=== Section Start ===

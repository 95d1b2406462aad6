//! TMP36 water temperature sensor.
//!
//! The TMP36 runs from the 5 V rail and outputs 10 mV/°C with a 500 mV
//! offset, read through the 10-bit ADC front end:
//!
//! ```text
//! celsius = (raw * 5.0 / 1023.0 - 0.5) * 100
//! ```
//!
//! ## Dual-target design
//!
//! On ESP-IDF: reads ADC1_CH2 via the oneshot API (initialised by hw_init).
//! On host/test: reads from a static AtomicU16 for injection.

#[cfg(not(target_os = "espidf"))]
use core::sync::atomic::{AtomicU16, Ordering};

#[cfg(target_os = "espidf")]
use crate::drivers::hw_init;
#[cfg(target_os = "espidf")]
use crate::pins;

#[cfg(not(target_os = "espidf"))]
static SIM_TEMP_ADC: AtomicU16 = AtomicU16::new(153);

#[cfg(not(target_os = "espidf"))]
pub fn sim_set_temp_adc(raw: u16) {
    SIM_TEMP_ADC.store(raw, Ordering::Relaxed);
}

const ADC_MAX: f32 = 1023.0;
const V_REF: f32 = 5.0;
const OFFSET_V: f32 = 0.5;
const DEG_PER_VOLT: f32 = 100.0;

/// Convert a raw ADC count to degrees Celsius via the TMP36 transfer
/// function. No clamping; implausible counts yield implausible temperatures
/// that simply fail the ideal-band check downstream.
pub fn raw_to_celsius(raw: u16) -> f32 {
    let voltage = f32::from(raw) * V_REF / ADC_MAX;
    (voltage - OFFSET_V) * DEG_PER_VOLT
}

#[derive(Debug, Clone, Copy)]
pub struct TemperatureReading {
    pub raw: u16,
    pub celsius: f32,
}

pub struct TemperatureSensor {
    _adc_channel: u32,
}

impl TemperatureSensor {
    pub fn new(adc_channel: u32) -> Self {
        Self {
            _adc_channel: adc_channel,
        }
    }

    pub fn read(&self) -> TemperatureReading {
        let raw = self.read_adc();
        TemperatureReading {
            raw,
            celsius: raw_to_celsius(raw),
        }
    }

    #[cfg(target_os = "espidf")]
    fn read_adc(&self) -> u16 {
        hw_init::adc1_read(pins::TEMP_ADC_CH)
    }

    #[cfg(not(target_os = "espidf"))]
    fn read_adc(&self) -> u16 {
        SIM_TEMP_ADC.load(Ordering::Relaxed)
    }
}
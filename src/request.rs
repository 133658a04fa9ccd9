//! Pending acknowledgment table.
//!
//! Every request that expects an answer gets a numeric id and a oneshot
//! waiter. Waiters may be scoped (the media transport id) so that tearing a
//! transport down drops every negotiation still waiting on it. An answer that
//! arrives for an id that is no longer in the table is discarded.

use log::{debug, warn};
use serde_json::Value;
use std::collections::HashMap;
use std::sync::atomic::{AtomicU64, Ordering};
use thiserror::Error;
use tokio::sync::{Mutex, oneshot};

#[derive(Debug, Clone, Error, PartialEq, Eq)]
pub enum RequestError {
    #[error("request timed out")]
    Timeout,
    #[error("channel is not connected")]
    NotConnected,
    #[error("request was cancelled before an answer arrived")]
    Cancelled,
    #[error("could not encode request: {0}")]
    Encode(String),
}

struct Waiter {
    scope: Option<String>,
    tx: oneshot::Sender<Value>,
}

#[derive(Default)]
pub struct RequestTable {
    next_id: AtomicU64,
    waiters: Mutex<HashMap<u64, Waiter>>,
}

impl RequestTable {
    pub fn new() -> Self {
        Self::default()
    }

    /// Allocate an id and register its waiter.
    pub async fn register(&self, scope: Option<&str>) -> (u64, oneshot::Receiver<Value>) {
        let id = self.next_id.fetch_add(1, Ordering::Relaxed) + 1;
        let (tx, rx) = oneshot::channel();
        self.waiters.lock().await.insert(
            id,
            Waiter {
                scope: scope.map(str::to_owned),
                tx,
            },
        );
        (id, rx)
    }

    /// Hand an acknowledgment to its waiter. Returns false if nobody was waiting.
    pub async fn resolve(&self, id: u64, data: Value) -> bool {
        let Some(waiter) = self.waiters.lock().await.remove(&id) else {
            debug!(target: "Channel/Requests", "Dropping ack {id}: no pending request");
            return false;
        };
        if waiter.tx.send(data).is_err() {
            warn!(target: "Channel/Requests", "Failed to deliver ack {id}. Receiver was likely dropped.");
        }
        true
    }

    /// Forget a request without resolving it (timeout, send failure).
    pub async fn forget(&self, id: u64) {
        self.waiters.lock().await.remove(&id);
    }

    /// Drop every waiter registered under `scope`; their requests fail with `Cancelled`.
    pub async fn cancel_scope(&self, scope: &str) -> usize {
        let mut waiters = self.waiters.lock().await;
        let before = waiters.len();
        waiters.retain(|_, waiter| waiter.scope.as_deref() != Some(scope));
        let cancelled = before - waiters.len();
        if cancelled > 0 {
            debug!(target: "Channel/Requests", "Cancelled {cancelled} pending request(s) for {scope}");
        }
        cancelled
    }

    pub async fn cancel_all(&self) -> usize {
        let mut waiters = self.waiters.lock().await;
        let cancelled = waiters.len();
        waiters.clear();
        cancelled
    }

    pub async fn pending(&self) -> usize {
        self.waiters.lock().await.len()
    }
}
use crate::channel::SignalingChannel;
use log::{debug, info, warn};
use rand::Rng;
use std::sync::Arc;
use std::sync::atomic::Ordering;
use std::time::Duration;

impl SignalingChannel {
    fn keepalive_interval(&self) -> Duration {
        let min = self.config.keepalive_interval_min.as_millis() as u64;
        let max = (self.config.keepalive_interval_max.as_millis() as u64).max(min);
        Duration::from_millis(rand::rng().random_range(min..=max))
    }

    /// Sends a single ping. Returns false if the socket refused it.
    async fn send_ping(&self) -> bool {
        let Some(transport) = self.transport.lock().await.clone() else {
            return false;
        };
        debug!(target: "Channel/Keepalive", "Sending keepalive ping");
        match transport.ping().await {
            Ok(()) => true,
            Err(e) => {
                warn!(target: "Channel/Keepalive", "Keepalive ping failed: {e}");
                false
            }
        }
    }

    /// Pings the server for one connection. This should be spawned as a background task.
    ///
    /// Exits when the connection it was started for is gone. If no pong has
    /// arrived for `keepalive_max_fail_time`, the read loop is told to drop the
    /// connection so the run loop reconnects.
    pub(crate) async fn keepalive_loop(self: Arc<Self>, generation: u64) {
        loop {
            let interval = self.keepalive_interval();

            tokio::select! {
                _ = tokio::time::sleep(interval) => {
                    if !self.is_connected()
                        || self.connection_generation.load(Ordering::SeqCst) != generation
                    {
                        debug!(target: "Channel/Keepalive", "Connection {generation} is gone, exiting keepalive loop.");
                        return;
                    }

                    let silent_for = self.last_pong.lock().await.elapsed();
                    if silent_for > self.config.keepalive_max_fail_time {
                        warn!(
                            target: "Channel/Keepalive",
                            "No pong for {} seconds, forcing reconnect.",
                            silent_for.as_secs()
                        );
                        self.reconnect_notifier.notify_one();
                        return;
                    }

                    if !self.send_ping().await {
                        info!(target: "Channel/Keepalive", "Ping not sent, will retry on the next tick.");
                    }
                },
                _ = self.shutdown_notifier.notified() => {
                    debug!(target: "Channel/Keepalive", "Shutdown signaled, exiting keepalive loop.");
                    return;
                }
            }
        }
    }
}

=== Section End ===

--- Problem requirements ---
Lines from the records above that hold "before" are the ones to list.

--- Written response ---
    #[error("request was cancelled before an answer arrived")]
        let before = waiters.len();
        let cancelled = before - waiters.len();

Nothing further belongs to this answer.